Серверная обработка и база данных

class DeviceFingerprintService:
    def __init__(self, db, redis):
        self.db = db
        self.r = redis

    def register_device(self, visitor_id: str, user_id: int, context: dict):
        """Связать fingerprint с пользователем"""
        # Сохранить в БД
        self.db.execute("""
            INSERT INTO device_fingerprints
            (visitor_id, user_id, ip, user_agent, components, created_at, last_seen_at)
            VALUES (%s, %s, %s, %s, %s::jsonb, NOW(), NOW())
            ON CONFLICT (visitor_id) DO UPDATE
            SET last_seen_at = NOW(),
                user_agent = EXCLUDED.user_agent
        """, (
            visitor_id,
            user_id,
            context['ip'],
            context['user_agent'],
            json.dumps(context.get('components', {}))
        ))

    def check_device(self, visitor_id: str, user_id: int) -> dict:
        """Проверить соответствие fingerprint и пользователя"""
        # Известно ли это устройство пользователю?
        known = self.db.query_one("""
            SELECT COUNT(*) as cnt FROM device_fingerprints
            WHERE visitor_id = %s AND user_id = %s
        """, (visitor_id, user_id))

        if known and known['cnt'] > 0:
            return {'status': 'known', 'trust': 'high'}

        # Это устройство видели с другими аккаунтами?
        other_users = self.db.query("""
            SELECT DISTINCT user_id FROM device_fingerprints
            WHERE visitor_id = %s AND user_id != %s
        """, (visitor_id, user_id))

        if other_users:
            return {
                'status': 'suspicious',
                'trust': 'low',
                'reason': f'device_shared_with_{len(other_users)}_accounts'
            }

        return {'status': 'new', 'trust': 'medium'}

    def is_fraud_device(self, visitor_id: str) -> bool:
        """Проверить по базе известных мошеннических устройств"""
        return bool(self.r.get(f"fraud_device:{visitor_id}"))

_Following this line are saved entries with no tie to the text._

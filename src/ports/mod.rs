//! Ports - interfaces between the application core and adapters.

mod llm_client;

pub use llm_client::{
    CancelHandle, EventStream, GenerationRequest, LlmClient, LlmError, LlmStream, StreamEvent,
};
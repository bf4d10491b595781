//! HTTP endpoint for the streaming chat relay.

pub mod dto;
pub mod handlers;
pub mod routes;

pub use handlers::{ChatApiError, ChatAppState};
pub use routes::{app, chat_routes};
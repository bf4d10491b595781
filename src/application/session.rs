//! Relay session - the core streaming loop.
//!
//! One session owns one caller request: it opens the upstream event
//! stream, translates each event into outbound frames in arrival order,
//! terminates the outbound sequence exactly once, and aborts the upstream
//! if the caller goes away first. The session holds no state once the
//! terminal frame is out.

use std::collections::VecDeque;
use std::pin::Pin;
use std::sync::Arc;
use std::task::{Context, Poll};

use futures::Stream;
use tracing::{debug, warn};

use crate::domain::relay::{ChatRequest, OutboundFrame};
use crate::ports::{CancelHandle, EventStream, GenerationRequest, LlmClient, LlmError, StreamEvent};

/// Drives one caller request against the upstream client.
pub struct RelaySession {
    client: Arc<dyn LlmClient>,
    instructions: String,
}

impl RelaySession {
    pub fn new(client: Arc<dyn LlmClient>, instructions: impl Into<String>) -> Self {
        Self {
            client,
            instructions: instructions.into(),
        }
    }

    /// Opens the upstream stream for `request` and returns the outbound
    /// frame sequence.
    ///
    /// An `Err` here means nothing has been streamed yet, so the transport
    /// adapter is still free to answer with an ordinary error response
    /// instead of opening the push channel.
    pub async fn open(self, request: ChatRequest) -> Result<FrameStream, LlmError> {
        let generation = GenerationRequest {
            instructions: self.instructions,
            input: request.directed_message(),
            state_token: request.state_token().cloned(),
        };

        let stream = self.client.open_stream(generation).await?;
        debug!(
            continuing = request.state_token().is_some(),
            "relay session opened"
        );
        Ok(FrameStream::new(stream.events, stream.cancel))
    }
}

/// Ordered, terminated sequence of outbound frames for one session.
///
/// Translates upstream events 1:1 into frames, except that a mid-stream
/// failure yields an error frame followed by the terminal sentinel.
/// Dropping the stream before the sentinel (caller disconnect) aborts the
/// upstream exactly once; events that race past that point are never
/// polled, so they can never be forwarded.
pub struct FrameStream {
    state: SessionState,
}

enum SessionState {
    /// Consuming upstream events.
    Streaming {
        events: EventStream,
        cancel: CancelOnDrop,
    },
    /// Upstream side is finished; frames still owed to the caller.
    Draining(VecDeque<OutboundFrame>),
    /// Terminal sentinel written; the sequence is closed.
    Closed,
}

impl FrameStream {
    fn new(events: EventStream, cancel: Arc<dyn CancelHandle>) -> Self {
        Self {
            state: SessionState::Streaming {
                events,
                cancel: CancelOnDrop::new(cancel),
            },
        }
    }
}

impl Stream for FrameStream {
    type Item = OutboundFrame;

    fn poll_next(self: Pin<&mut Self>, cx: &mut Context<'_>) -> Poll<Option<OutboundFrame>> {
        let this = self.get_mut();
        loop {
            match &mut this.state {
                SessionState::Streaming { events, cancel } => {
                    match events.as_mut().poll_next(cx) {
                        Poll::Pending => return Poll::Pending,
                        Poll::Ready(Some(StreamEvent::StateCreated(token))) => {
                            return Poll::Ready(Some(OutboundFrame::State(token.into_inner())));
                        }
                        Poll::Ready(Some(StreamEvent::TextDelta(text))) => {
                            return Poll::Ready(Some(OutboundFrame::Content(text)));
                        }
                        Poll::Ready(Some(StreamEvent::Done)) => {
                            cancel.disarm();
                            this.state = SessionState::Closed;
                            return Poll::Ready(Some(OutboundFrame::Done));
                        }
                        Poll::Ready(Some(StreamEvent::UpstreamError(message))) => {
                            warn!(error = %message, "upstream stream failed mid-flight");
                            cancel.disarm();
                            this.state =
                                SessionState::Draining(VecDeque::from([OutboundFrame::Done]));
                            return Poll::Ready(Some(OutboundFrame::Error(message)));
                        }
                        Poll::Ready(None) => {
                            // Upstream ended without a terminal event; the
                            // caller still gets a cleanly closed sequence.
                            cancel.disarm();
                            this.state = SessionState::Closed;
                            return Poll::Ready(Some(OutboundFrame::Done));
                        }
                    }
                }
                SessionState::Draining(pending) => match pending.pop_front() {
                    Some(frame) => return Poll::Ready(Some(frame)),
                    None => this.state = SessionState::Closed,
                },
                SessionState::Closed => return Poll::Ready(None),
            }
        }
    }
}

/// Fires the upstream cancel hook if the session ends before its terminal
/// frame, i.e. on caller disconnect.
struct CancelOnDrop {
    handle: Arc<dyn CancelHandle>,
    armed: bool,
}

impl CancelOnDrop {
    fn new(handle: Arc<dyn CancelHandle>) -> Self {
        Self {
            handle,
            armed: true,
        }
    }

    fn disarm(&mut self) {
        self.armed = false;
    }
}

impl Drop for CancelOnDrop {
    fn drop(&mut self) {
        if self.armed {
            debug!("caller disconnected before terminal frame; aborting upstream");
            self.handle.cancel();
        }
    }
}
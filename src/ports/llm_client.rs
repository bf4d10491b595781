//! Upstream LLM client port.
//!
//! Abstracts the external inference service behind a cancellable, ordered
//! stream of events so the relay session never couples to a concrete wire
//! protocol. One adapter exists per upstream protocol generation; all of
//! them share the single session loop in `application::session`.

use async_trait::async_trait;
use futures::Stream;
use std::pin::Pin;
use std::sync::Arc;
use thiserror::Error;

use crate::domain::relay::ConversationState;

/// Port for streamed generation against an upstream LLM service.
#[async_trait]
pub trait LlmClient: Send + Sync {
    /// Starts (or continues) a generation and returns its event stream.
    ///
    /// An `Err` here means the request failed before any event was
    /// produced; failures after the stream is open arrive in-band as
    /// [`StreamEvent::UpstreamError`].
    async fn open_stream(&self, request: GenerationRequest) -> Result<LlmStream, LlmError>;
}

/// Inputs for one streamed generation.
#[derive(Debug, Clone)]
pub struct GenerationRequest {
    /// Fixed behavioral instructions for the model.
    pub instructions: String,
    /// User input, already carrying the language directive.
    pub input: String,
    /// Token of the conversation to continue, absent on a first turn.
    pub state_token: Option<ConversationState>,
}

/// One upstream event, delivered in strict arrival order.
///
/// `Done` and `UpstreamError` are terminal: no event is valid after
/// either. At most one `StateCreated` is expected per stream, near the
/// start, but extras are tolerated by the session and forwarded.
#[derive(Debug, Clone, PartialEq, Eq)]
pub enum StreamEvent {
    /// The upstream created new conversation state.
    StateCreated(ConversationState),
    /// Incremental answer text.
    TextDelta(String),
    /// Generation finished.
    Done,
    /// Generation failed after the stream opened.
    UpstreamError(String),
}

/// An open generation: the ordered event stream plus its cancel handle.
pub struct LlmStream {
    pub events: EventStream,
    pub cancel: Arc<dyn CancelHandle>,
}

impl std::fmt::Debug for LlmStream {
    fn fmt(&self, f: &mut std::fmt::Formatter<'_>) -> std::fmt::Result {
        f.debug_struct("LlmStream").finish_non_exhaustive()
    }
}

/// Boxed ordered stream of upstream events.
pub type EventStream = Pin<Box<dyn Stream<Item = StreamEvent> + Send>>;

/// Best-effort, fire-and-forget abort of an in-flight generation.
///
/// Cancelling only guarantees that local consumption stops and no further
/// events are delivered; the upstream may keep producing tokens that are
/// never read.
pub trait CancelHandle: Send + Sync {
    fn cancel(&self);
}

/// Failures raised before the event stream opens.
#[derive(Debug, Error)]
pub enum LlmError {
    /// Network-level failure reaching the upstream.
    #[error("upstream request failed: {0}")]
    Transport(String),

    /// Non-2xx answer before any content was streamed.
    #[error("upstream returned status {status}: {summary}")]
    Status { status: u16, summary: String },

    /// The request exceeded the configured inflight bound.
    #[error("upstream request timed out after {timeout_secs}s")]
    Timeout { timeout_secs: u64 },
}

impl LlmError {
    pub fn transport(message: impl Into<String>) -> Self {
        Self::Transport(message.into())
    }

    pub fn status(status: u16, summary: impl Into<String>) -> Self {
        Self::Status {
            status,
            summary: summary.into(),
        }
    }
}
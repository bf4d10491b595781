//! Upstream LLM service configuration

use secrecy::{ExposeSecret, Secret};
use serde::Deserialize;
use std::time::Duration;

use super::error::ValidationError;

/// Upstream LLM service configuration
///
/// Credentials are deliberately optional: the server boots without them
/// and answers the chat endpoint with a configuration error instead of
/// refusing to start, matching the hosting model where environment
/// variables are provisioned separately from deploys.
#[derive(Debug, Clone, Deserialize)]
pub struct UpstreamConfig {
    /// API key for the upstream service
    pub api_key: Option<Secret<String>>,

    /// Identifier of the grounding corpus (vector store)
    pub vector_store_id: Option<String>,

    /// Wire protocol generation to speak
    #[serde(default)]
    pub protocol: UpstreamProtocol,

    /// Model identifier override; unset uses the protocol default
    pub model: Option<String>,

    /// Base URL of the upstream API
    #[serde(default = "default_base_url")]
    pub base_url: String,

    /// Total request timeout in seconds (also bounds stalled streams)
    #[serde(default = "default_timeout")]
    pub timeout_secs: u64,

    /// Maximum retrieval matches per request
    #[serde(default = "default_max_results")]
    pub max_results: u32,
}

/// Upstream wire protocol generation
#[derive(Debug, Clone, Copy, Deserialize, PartialEq, Eq, Default)]
#[serde(rename_all = "lowercase")]
pub enum UpstreamProtocol {
    /// Responses API: server-side continuity token plus hosted retrieval
    #[default]
    Responses,
    /// Legacy chat-completions API: stateless, no retrieval tool
    Completions,
}

impl UpstreamConfig {
    /// Get timeout as Duration
    pub fn timeout(&self) -> Duration {
        Duration::from_secs(self.timeout_secs)
    }

    /// API key, if a non-empty one is configured
    pub fn api_key(&self) -> Option<&str> {
        self.api_key
            .as_ref()
            .map(|k| k.expose_secret().as_str())
            .filter(|k| !k.is_empty())
    }

    /// Grounding corpus id, if a non-empty one is configured
    pub fn vector_store_id(&self) -> Option<&str> {
        self.vector_store_id
            .as_deref()
            .filter(|id| !id.is_empty())
    }

    /// Whether everything the selected protocol needs is present
    pub fn is_configured(&self) -> bool {
        match self.protocol {
            UpstreamProtocol::Responses => {
                self.api_key().is_some() && self.vector_store_id().is_some()
            }
            UpstreamProtocol::Completions => self.api_key().is_some(),
        }
    }

    /// Validate upstream configuration
    pub fn validate(&self) -> Result<(), ValidationError> {
        if self.timeout_secs == 0 || self.timeout_secs > 600 {
            return Err(ValidationError::InvalidTimeout);
        }
        if !self.base_url.starts_with("http://") && !self.base_url.starts_with("https://") {
            return Err(ValidationError::InvalidBaseUrl);
        }
        if self.max_results == 0 || self.max_results > 50 {
            return Err(ValidationError::InvalidResultCap);
        }
        Ok(())
    }
}

impl Default for UpstreamConfig {
    fn default() -> Self {
        Self {
            api_key: None,
            vector_store_id: None,
            protocol: UpstreamProtocol::default(),
            model: None,
            base_url: default_base_url(),
            timeout_secs: default_timeout(),
            max_results: default_max_results(),
        }
    }
}

fn default_base_url() -> String {
    "https://api.openai.com/v1".to_string()
}

fn default_timeout() -> u64 {
    120
}

fn default_max_results() -> u32 {
    20
}

#[cfg(test)]
mod tests {
    use super::*;

    #[test]
    fn test_upstream_config_defaults() {
        let config = UpstreamConfig::default();
        assert_eq!(config.protocol, UpstreamProtocol::Responses);
        assert_eq!(config.base_url, "https://api.openai.com/v1");
        assert_eq!(config.timeout_secs, 120);
        assert_eq!(config.max_results, 20);
        assert!(!config.is_configured());
    }

    #[test]
    fn test_responses_needs_key_and_corpus() {
        let config = UpstreamConfig {
            api_key: Some(Secret::new("sk-xxx".to_string())),
            ..Default::default()
        };
        assert!(!config.is_configured());

        let config = UpstreamConfig {
            api_key: Some(Secret::new("sk-xxx".to_string())),
            vector_store_id: Some("vs_123".to_string()),
            ..Default::default()
        };
        assert!(config.is_configured());
    }

    #[test]
    fn test_completions_needs_only_key() {
        let config = UpstreamConfig {
            api_key: Some(Secret::new("sk-xxx".to_string())),
            protocol: UpstreamProtocol::Completions,
            ..Default::default()
        };
        assert!(config.is_configured());
    }

    #[test]
    fn test_empty_key_counts_as_missing() {
        let config = UpstreamConfig {
            api_key: Some(Secret::new(String::new())),
            protocol: UpstreamProtocol::Completions,
            ..Default::default()
        };
        assert!(config.api_key().is_none());
        assert!(!config.is_configured());
    }

    #[test]
    fn test_timeout_duration() {
        let config = UpstreamConfig {
            timeout_secs: 60,
            ..Default::default()
        };
        assert_eq!(config.timeout(), Duration::from_secs(60));
    }

    #[test]
    fn test_validation_rejects_zero_timeout() {
        let config = UpstreamConfig {
            timeout_secs: 0,
            ..Default::default()
        };
        assert!(config.validate().is_err());
    }

    #[test]
    fn test_validation_rejects_bad_base_url() {
        let config = UpstreamConfig {
            base_url: "ftp://example.com".to_string(),
            ..Default::default()
        };
        assert!(config.validate().is_err());
    }

    #[test]
    fn test_validation_rejects_result_cap_out_of_range() {
        let config = UpstreamConfig {
            max_results: 0,
            ..Default::default()
        };
        assert!(config.validate().is_err());

        let config = UpstreamConfig {
            max_results: 51,
            ..Default::default()
        };
        assert!(config.validate().is_err());
    }
}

    def mark_fraud(self, visitor_id: str, reason: str):
        """Пометить устройство как мошенническое"""
        self.r.setex(f"fraud_device:{visitor_id}", 86400 * 90, reason)

        # Заморозить все аккаунты с этого устройства
        affected_users = self.db.query("""
            SELECT DISTINCT user_id FROM device_fingerprints
            WHERE visitor_id = %s
        """, (visitor_id,))

        for user in affected_users:
            self.r.setex(f"account_flagged:{user['user_id']}", 86400, 'fraud_device')

Bypassing resistance (защита от обхода)

Fingerprinting можно обойти инструментами вроде Canvas Blocker или Privacy Badger. Контрмеры:

def check_fp_consistency(components: dict, header_ua: str) -> bool:
    """Проверить согласованность fingerprint с заголовками"""
    fp_ua = components.get('userAgent', '')

    # FP должен совпадать с HTTP заголовком
    if fp_ua != header_ua:
        return False  # Манипуляция с fingerprint

    # Canvas fingerprint должен быть непустым
    canvas = components.get('canvas', '')
    if not canvas or canvas == 'data:,':
        return False  # Canvas заблокирован

    # WebGL должен возвращать реальный рендерер
    webgl = components.get('webgl', '')
    if webgl in ['', 'no_webgl', 'Google SwiftShader']:
        # SwiftShader — признак виртуальной машины или VPN-браузера
        pass  # Повысить score риска, но не блокировать

    return True

Срок выполнения

Реализация серверного + клиентского device fingerprinting с интеграцией в систему обнаружения злоупотреблений — 3–5 рабочих дней.